I would definetly find a barn that has some good beginner ponies. That way the kids get to learn with other kids and if they loose interest then you don't have a pony just sitting in a field.


----------



## ponyboy (Jul 24, 2008)

If you want your kids to learn to ride properly it's not good to get a pony that's too big either, which a Haflinger just might be at their ages. Get them some lessons and wait until you know for sure that they want a pony.


----------



## kimber769 (Aug 11, 2010)

No it's not my first horse, I already own 5 of my own. The thing is that the horses we have now are not suitable for them. We have a 2 year old gelding, a 5 year old moody mare, 12 year old draft cross gelding, a 9 year old arabian that is very high strung and a 10 year old stallion. I have been riding since I was 6 (41 now) and I taught my oldest child to ride.


----------



## MN Tigerstripes (Feb 20, 2009)

I would get an "old" horse. NOT a pony. Children at that age aren't ready for the responsiblity of controlling their own horse.

I was in the same place as you a month ago. I had to put my old mare down and the neices have all been on lead line lessons with Soda (spicy young QH gelding). I bought a 13.2 welsh mare that is currently too much for them to handle, but I've also worked with their parents and they will be enrolled in lessons beyond the usual lead line with the gelding. By the time they are ready for the pony she'll be ready for them. 

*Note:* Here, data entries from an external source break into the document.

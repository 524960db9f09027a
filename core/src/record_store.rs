//! Record Store (spec.md §3.1 component 11, §4.10): the typed CRUD surface
//! that drives the Index Manager on every write.

use std::sync::Arc;

use recordlayer_tuple::{Subspace, Tuple};

use crate::error::{RecordLayerError, Result};
use crate::index_manager::IndexManager;
use crate::key_expression::KeyExpression;
use crate::kv::{Database, Transaction};
use crate::record_access::RecordAccess;
use crate::schema::Schema;

/// A typed record store for one record type, layered on `<R>/<type>/<pk>`
/// (spec.md §6.2) and wired to an `IndexManager` that maintains every
/// index applicable to this type on each write.
pub struct RecordStore<R: RecordAccess> {
    db: Arc<dyn Database>,
    records_subspace: Subspace,
    record_access: Arc<R>,
    pk_expr: KeyExpression,
    index_manager: IndexManager<R>,
}

impl<R: RecordAccess> RecordStore<R> {
    pub fn new(db: Arc<dyn Database>, root: &Subspace, schema: Schema, record_access: Arc<R>, pk_expr: KeyExpression) -> Result<Self> {
        let records_subspace = root.child("R").child(record_access.record_type());
        let index_manager = IndexManager::new(schema, root, record_access.clone())?;
        Ok(RecordStore { db, records_subspace, record_access, pk_expr, index_manager })
    }

    pub fn index_manager(&self) -> &IndexManager<R> { &self.index_manager }

    fn extract_pk(&self, record: &R::Record) -> Result<Tuple> {
        let extract = |field: &str| self.record_access.extract_field(record, field);
        let mut candidates = self.pk_expr.evaluate(&extract);
        if candidates.len() != 1 {
            return Err(RecordLayerError::InvalidArgument(format!(
                "primary key expression must yield exactly one tuple, got {}",
                candidates.len()
            )));
        }
        Ok(candidates.remove(0))
    }

    fn key_for(&self, pk: &Tuple) -> Vec<u8> { self.records_subspace.pack(pk) }

    /// Inserts or replaces `record`, maintaining every applicable index
    /// (spec.md §4.10 `save`).
    pub async fn save(&self, record: &R::Record) -> Result<()> {
        let pk = self.extract_pk(record)?;
        let key = self.key_for(&pk);
        let mut txn = self.db.begin().await?;
        let old_bytes = txn.get(&key).await?;
        let old = old_bytes.as_deref().map(|b| self.record_access.deserialize(b)).transpose()?;
        txn.set(&key, &self.record_access.serialize(record));
        self.index_manager.on_write(&mut *txn, self.record_access.record_type(), old.as_ref(), Some(record), old.as_ref().map(|_| &pk), Some(&pk)).await?;
        txn.commit().await?;
        Ok(())
    }

    /// Removes the record at `pk`, maintaining every applicable index.
    /// Idempotent: deleting an absent key is a no-op (spec.md §4.10
    /// `delete`).
    pub async fn delete(&self, pk: &Tuple) -> Result<()> {
        let key = self.key_for(pk);
        let mut txn = self.db.begin().await?;
        let old_bytes = txn.get(&key).await?;
        let Some(old_bytes) = old_bytes else {
            txn.commit().await?;
            return Ok(());
        };
        let old = self.record_access.deserialize(&old_bytes)?;
        txn.clear(&key);
        self.index_manager.on_write(&mut *txn, self.record_access.record_type(), Some(&old), None, Some(pk), None).await?;
        txn.commit().await?;
        Ok(())
    }

    /// A single KV read + deserialize (spec.md §4.10 `fetch`).
    pub async fn fetch(&self, pk: &Tuple) -> Result<Option<R::Record>> {
        let txn = self.db.begin().await?;
        let key = self.key_for(pk);
        let bytes = txn.get(&key).await?;
        txn.cancel().await;
        bytes.as_deref().map(|b| self.record_access.deserialize(b)).transpose()
    }

    /// A full-subspace scan of this record type's primary-key space,
    /// yielding `(pk, record)` pairs in key order.
    pub async fn scan(&self) -> Result<Vec<(Tuple, R::Record)>> {
        let txn = self.db.begin().await?;
        let (begin, end) = self.records_subspace.range();
        let rows = txn.get_range(&begin, &end, crate::kv::RangeOptions::new()).await?;
        txn.cancel().await;
        let mut out = Vec::with_capacity(rows.len());
        for (k, v) in rows {
            let suffix = self.records_subspace.unpack_suffix(&k);
            let pk = recordlayer_tuple::unpack(suffix)
                .map_err(|e| RecordLayerError::DeserializationFailed { kind: "record primary key".into(), reason: e.to_string() })?;
            out.push((pk, self.record_access.deserialize(&v)?));
        }
        Ok(out)
    }

    pub fn subspace(&self) -> &Subspace { &self.records_subspace }

    pub fn pk_expr(&self) -> &KeyExpression { &self.pk_expr }
}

You basically have two "safe" options. 1. Buy an old safe horse they can ride for the next 3-5 yrs, it may be to big for them but it'll be safer. 2. Buy an old small pony. Your 4 yo will grow out of it in 2 yrs but you'll get more time out of the younger child. 

Best option is lessons along with an older horse they can "ride" out with the family.


----------



## NorthernMama (Mar 12, 2008)

Haflingers might be too big and *strong* for a 3 and 4 year old. They are draft ponies -- ie. bred for pulling, though lots of people have them for riding and even jumping.

The American Shetland I think is not as headstrong as the UK Shetland and much smaller than the Haffie, of course.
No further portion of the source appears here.